Cerapedics has announced that it has been granted breakthrough device designation by the US Food and Drug Administration (FDA) for its investigational P-15L bone graft for the treatment of degenerative disc disease (DDD).
The FDA’s Breakthrough Device designation is designed to expedite the development and review of medical devices that are intended to treat serious or life-threatening diseases. To qualify for this designation, preliminary evidence must demonstrate a reasonable expectation that the device will provide improved effectiveness compared to the standard of care.
Glen Kashuba, chief executive officer of Cerapedics, said: “We are pleased the FDA has granted Breakthrough Device designation for P-15L Bone Graft, our next-generation P-15 technology platform candidate, as it underscores the urgent need for more effective treatments for patients suffering with degenerative disc disease,”

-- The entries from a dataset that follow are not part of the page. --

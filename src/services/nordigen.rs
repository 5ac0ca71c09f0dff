// SPDX-License-Identifier: MIT
// Copyright 2026 Roland Dreier <roland@rolandd.dev>

//! Aggregator (Nordigen / GoCardless Bank Account Data) API client.
//!
//! Handles:
//! - Token issue and refresh exchanges
//! - Error body detection (`status_code > 301` in the JSON body)
//! - Bearer-authenticated calls with a single retry on token rejection
//! - Typed fetchers for institutions, requisitions, accounts and transactions

use crate::db::DateRange;
use crate::error::{AggregatorError, AppError};
use crate::models::{Amount, Balance, Institution, LinkedAccount, Requisition};
use reqwest::header::ACCEPT;
use reqwest::Method;
use serde::de::DeserializeOwned;
use serde::Deserialize;
use serde_json::{json, Value};

/// Date format the aggregator expects for `date_from` / `date_to`.
pub const PSD2_DATE_FORMAT: &str = "%Y-%m-%d";

/// One request against the aggregator API, replayable for the retry.
#[derive(Debug, Clone)]
pub struct ApiRequest {
    pub method: Method,
    /// Path below the API root, e.g. `accounts/{id}/`
    pub resource: String,
    pub query: Vec<(&'static str, String)>,
    pub body: Option<Value>,
}

impl ApiRequest {
    pub fn get(resource: impl Into<String>) -> Self {
        Self {
            method: Method::GET,
            resource: resource.into(),
            query: Vec::new(),
            body: None,
        }
    }

    pub fn post(resource: impl Into<String>, body: Value) -> Self {
        Self {
            method: Method::POST,
            resource: resource.into(),
            query: Vec::new(),
            body: Some(body),
        }
    }

    pub fn query(mut self, key: &'static str, value: impl Into<String>) -> Self {
        self.query.push((key, value.into()));
        self
    }
}

/// Low-level aggregator HTTP client (no token management).
#[derive(Clone)]
pub struct NordigenHttp {
    http: reqwest::Client,
    base_url: String,
}

impl NordigenHttp {
    pub fn new(base_url: impl Into<String>) -> Self {
        Self {
            http: reqwest::Client::new(),
            base_url: base_url.into().trim_end_matches('/').to_string(),
        }
    }

    /// Issue a request and decode the JSON response.
    pub async fn send<T: DeserializeOwned>(
        &self,
        request: &ApiRequest,
        bearer: Option<&str>,
    ) -> Result<T, AppError> {
        let url = format!(
            "{}/{}",
            self.base_url,
            request.resource.trim_start_matches('/')
        );

        let mut builder = self
            .http
            .request(request.method.clone(), &url)
            .header(ACCEPT, "application/json");
        if !request.query.is_empty() {
            builder = builder.query(&request.query);
        }
        if let Some(token) = bearer {
            builder = builder.bearer_auth(token);
        }
        if let Some(body) = &request.body {
            builder = builder.json(body);
        }

        let response = builder.send().await.map_err(|e| {
            AppError::Transport(format!("{} {}: {}", request.method, request.resource, e))
        })?;

        check_response_json(response).await
    }

    /// Full authentication with the application secrets.
    ///
    /// A rejection here means the secrets themselves are bad, which no retry
    /// can fix, so it surfaces as `AggregatorAuth`.
    pub async fn new_token(
        &self,
        secret_id: &str,
        secret_key: &str,
    ) -> Result<NewTokenResponse, AppError> {
        let request = ApiRequest::post(
            "token/new/",
            json!({ "secret_id": secret_id, "secret_key": secret_key }),
        );

        self.send(&request, None).await.map_err(|e| match e {
            AppError::Aggregator(err) if matches!(err.status_code, 401 | 403) => {
                AppError::AggregatorAuth(err.to_string())
            }
            other => other,
        })
    }

    /// Exchange a refresh token for a new access token.
    pub async fn refresh_token(&self, refresh: &str) -> Result<RefreshTokenResponse, AppError> {
        let request = ApiRequest::post("token/refresh/", json!({ "refresh": refresh }));
        self.send(&request, None).await
    }
}

/// Check the response for an aggregator error and parse the JSON body.
///
/// The aggregator signals failures in the body (`status_code > 301`), so the
/// body is inspected even when the HTTP status looks fine.
async fn check_response_json<T: DeserializeOwned>(
    response: reqwest::Response,
) -> Result<T, AppError> {
    let status = response.status();
    let bytes = response
        .bytes()
        .await
        .map_err(|e| AppError::Transport(format!("Failed to read response body: {}", e)))?;
    let body: Option<Value> = serde_json::from_slice(&bytes).ok();

    if let Some(err) = body.as_ref().and_then(error_from_body) {
        if err.status_code == 429 {
            tracing::warn!("Aggregator rate limit hit (429)");
        }
        return Err(AppError::Aggregator(err));
    }

    if !status.is_success() {
        let text = String::from_utf8_lossy(&bytes);
        return Err(AppError::Aggregator(AggregatorError {
            summary: status
                .canonical_reason()
                .unwrap_or("Unexpected HTTP status")
                .to_string(),
            detail: text.chars().take(500).collect(),
            status_code: status.as_u16(),
        }));
    }

    let body = body.ok_or_else(|| AppError::Transport("Response body is not JSON".to_string()))?;
    serde_json::from_value(body)
        .map_err(|e| AppError::Transport(format!("JSON parse error: {}", e)))
}

/// Extract an error from a response body, if it is one.
///
/// Validation failures nest `{summary, detail}` under the offending field
/// name instead of the top level; the first such entry is used.
fn error_from_body(body: &Value) -> Option<AggregatorError> {
    let status_code = body.get("status_code")?.as_u64()?;
    if status_code <= 301 {
        return None;
    }

    let text = |v: &Value, key: &str| v.get(key).and_then(Value::as_str).map(str::to_string);

    let (summary, detail) = match text(body, "summary") {
        Some(summary) => (summary, text(body, "detail").unwrap_or_default()),
        None => body
            .as_object()
            .and_then(|fields| {
                fields.iter().find_map(|(field, v)| {
                    let summary = text(v, "summary")?;
                    Some((format!("{}: {}", field, summary), text(v, "detail").unwrap_or_default()))
                })
            })
            .unwrap_or_else(|| ("Unknown aggregator error".to_string(), body.to_string())),
    };

    Some(AggregatorError {
        summary,
        detail,
        status_code: u16::try_from(status_code).unwrap_or(u16::MAX),
    })
}

/// Response of `token/new/`. Lifetimes are in seconds.
#[derive(Debug, Clone, Deserialize)]
pub struct NewTokenResponse {
    pub access: String,
    pub access_expires: i64,
    pub refresh: String,
    pub refresh_expires: i64,
}

/// Response of `token/refresh/`.
#[derive(Debug, Clone, Deserialize)]
pub struct RefreshTokenResponse {
    pub access: String,
    pub access_expires: i64,
}

/// Account metadata from `accounts/{id}/`.
#[derive(Debug, Clone, Deserialize)]
pub struct AccountDetailsResponse {
    pub id: String,
    #[serde(default)]
    pub iban: Option<String>,
    pub institution_id: String,
    #[serde(default)]
    pub owner_name: Option<String>,
}

impl From<AccountDetailsResponse> for LinkedAccount {
    fn from(details: AccountDetailsResponse) -> Self {
        LinkedAccount {
            iban: details.iban.unwrap_or_else(|| details.id.clone()),
            id: details.id,
            institution_id: details.institution_id,
            owner_name: details.owner_name.unwrap_or_default(),
            last_sync: None,
        }
    }
}

#[derive(Debug, Clone, Deserialize)]
struct BalancesResponse {
    balances: Vec<Balance>,
}

#[derive(Debug, Clone, Deserialize)]
struct TransactionsResponse {
    transactions: TransactionLists,
}

#[derive(Debug, Clone, Deserialize)]
struct TransactionLists {
    #[serde(default)]
    booked: Vec<Psd2Transaction>,
}

/// Raw PSD2 transaction record. Which fields are filled is bank-specific.
#[derive(Debug, Clone, Default, Deserialize)]
#[serde(rename_all = "camelCase")]
pub struct Psd2Transaction {
    #[serde(default)]
    pub transaction_id: Option<String>,
    #[serde(default)]
    pub internal_transaction_id: Option<String>,
    #[serde(default)]
    pub booking_date: Option<String>,
    #[serde(default)]
    pub value_date: Option<String>,
    pub transaction_amount: Amount,
    #[serde(default)]
    pub creditor_name: Option<String>,
    #[serde(default)]
    pub debtor_name: Option<String>,
    #[serde(default)]
    pub debtor_account: Option<Psd2AccountRef>,
    #[serde(default)]
    pub proprietary_bank_transaction_code: Option<String>,
    #[serde(default)]
    pub remittance_information_unstructured: Option<String>,
    #[serde(default)]
    pub remittance_information_unstructured_array: Option<Vec<String>>,
}

#[derive(Debug, Clone, Default, Deserialize)]
pub struct Psd2AccountRef {
    #[serde(default)]
    pub iban: Option<String>,
}

// ─────────────────────────────────────────────────────────────────────────────
// AggregatorClient - authenticated calls and typed fetchers
// ─────────────────────────────────────────────────────────────────────────────

use crate::services::credentials::CredentialStore;
use crate::services::tokens::TokenManager;
use std::sync::Arc;

/// Authenticated aggregator client.
///
/// Every call obtains a usable access token from the [`TokenManager`] first.
/// If the aggregator still rejects the token as invalid, the token is renewed
/// and the request reissued exactly once; a second rejection is returned to
/// the caller.
#[derive(Clone)]
pub struct AggregatorClient {
    http: NordigenHttp,
    tokens: Arc<TokenManager>,
}

impl AggregatorClient {
    pub fn new(
        base_url: &str,
        secret_id: String,
        secret_key: String,
        credentials: Arc<dyn CredentialStore>,
    ) -> Self {
        let http = NordigenHttp::new(base_url);
        let tokens = TokenManager::new(http.clone(), credentials, secret_id, secret_key);
        Self {
            http,
            tokens: Arc::new(tokens),
        }
    }

    /// Bearer-authenticated call with at most one renew-and-retry.
    pub async fn call<T: DeserializeOwned>(&self, request: ApiRequest) -> Result<T, AppError> {
        let token = self.tokens.access_token().await?;

        match self.http.send(&request, Some(&token)).await {
            Err(e) if e.is_token_error() => {
                tracing::warn!(
                    method = %request.method,
                    resource = %request.resource,
                    error = %e,
                    "Aggregator rejected access token, renewing and retrying once"
                );
                let token = self.tokens.renew_after_rejection().await?;
                self.http.send(&request, Some(&token)).await
            }
            result => result,
        }
    }

    // ─── Institutions ────────────────────────────────────────────────────────

    /// List banks available in a country (ISO 3166 alpha-2).
    pub async fn list_institutions(&self, country: &str) -> Result<Vec<Institution>, AppError> {
        self.call(ApiRequest::get("institutions/").query("country", country))
            .await
    }

    pub async fn get_institution(&self, institution_id: &str) -> Result<Institution, AppError> {
        self.call(ApiRequest::get(format!(
            "institutions/{}/",
            urlencoding::encode(institution_id)
        )))
        .await
    }

    // ─── Requisitions ────────────────────────────────────────────────────────

    /// Start a bank consent. The returned requisition carries the bank `link`.
    pub async fn create_requisition(
        &self,
        redirect: &str,
        institution_id: &str,
        reference: &str,
    ) -> Result<Requisition, AppError> {
        self.call(ApiRequest::post(
            "requisitions/",
            json!({
                "redirect": redirect,
                "institution_id": institution_id,
                "reference": reference,
            }),
        ))
        .await
    }

    pub async fn get_requisition(&self, requisition_id: &str) -> Result<Requisition, AppError> {
        self.call(ApiRequest::get(format!(
            "requisitions/{}/",
            urlencoding::encode(requisition_id)
        )))
        .await
    }

    // ─── Accounts ────────────────────────────────────────────────────────────

    /// Account details, as a not-yet-synced linked account.
    pub async fn get_account(&self, account_id: &str) -> Result<LinkedAccount, AppError> {
        let details: AccountDetailsResponse = self
            .call(ApiRequest::get(format!(
                "accounts/{}/",
                urlencoding::encode(account_id)
            )))
            .await?;
        Ok(details.into())
    }

    pub async fn get_balances(&self, account_id: &str) -> Result<Vec<Balance>, AppError> {
        let response: BalancesResponse = self
            .call(ApiRequest::get(format!(
                "accounts/{}/balances/",
                urlencoding::encode(account_id)
            )))
            .await?;
        Ok(response.balances)
    }

    /// Booked transactions in `window` (inclusive). Pending ones are not returned.
    pub async fn get_transactions(
        &self,
        account_id: &str,
        window: DateRange,
    ) -> Result<Vec<Psd2Transaction>, AppError> {
        let request = ApiRequest::get(format!(
            "accounts/{}/transactions/",
            urlencoding::encode(account_id)
        ))
        .query("date_from", window.from.format(PSD2_DATE_FORMAT).to_string())
        .query("date_to", window.to.format(PSD2_DATE_FORMAT).to_string());

        let response: TransactionsResponse = self.call(request).await?;
        Ok(response.transactions.booked)
    }
}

“We look forward to working closely with the FDA through the ongoing clinical trial and review processes for P-15L, with the goal of bringing this important new technology to a patient population with a significant unmet medical need.”

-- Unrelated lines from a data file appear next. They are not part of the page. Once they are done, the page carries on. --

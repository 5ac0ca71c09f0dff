// SPDX-License-Identifier: MIT
// Copyright 2026 Roland Dreier <roland@rolandd.dev>

//! Shared helpers for date/time formatting.

use crate::config::FirstSyncWindow;
use chrono::{DateTime, Datelike, Days, NaiveDate, SecondsFormat, Utc};

/// Format a UTC timestamp as RFC3339 using a `Z` suffix.
pub fn format_utc_rfc3339(date: DateTime<Utc>) -> String {
    date.to_rfc3339_opts(SecondsFormat::Secs, true)
}

/// First day of the month `date` falls in.
pub fn start_of_month(date: NaiveDate) -> NaiveDate {
    date.with_day(1).unwrap_or(date)
}

/// Start date of the fetch window for an account that was never synced.
pub fn first_sync_start(window: FirstSyncWindow, now: DateTime<Utc>) -> NaiveDate {
    let today = now.date_naive();
    match window {
        FirstSyncWindow::CurrentMonth => start_of_month(today),
        FirstSyncWindow::LastDays(days) => today
            .checked_sub_days(Days::new(u64::from(days)))
            .unwrap_or(NaiveDate::MIN),
    }
}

P-15L Bone Graft is currently being studied in the US in the ASPIRE study, a prospective, single-blinded, multi-center, randomised, non-inferiority pivotal IDE study to evaluate the safety and efficacy of P-15L Bone Graft compared to use of an autologous bone graft when applied in transforaminal lumbar interbody fusion surgery. The study will include at least 270 patients with degenerative disk disease at up to 36 clinical trial sites across the US. Cerapedics say that they plan to file a Premarket Approval (PMA) submission with the FDA with the results from this study.
CAUTION: In the US, P-15L Bone Graft is an Investigational Product limited by Federal Law to investigational use only.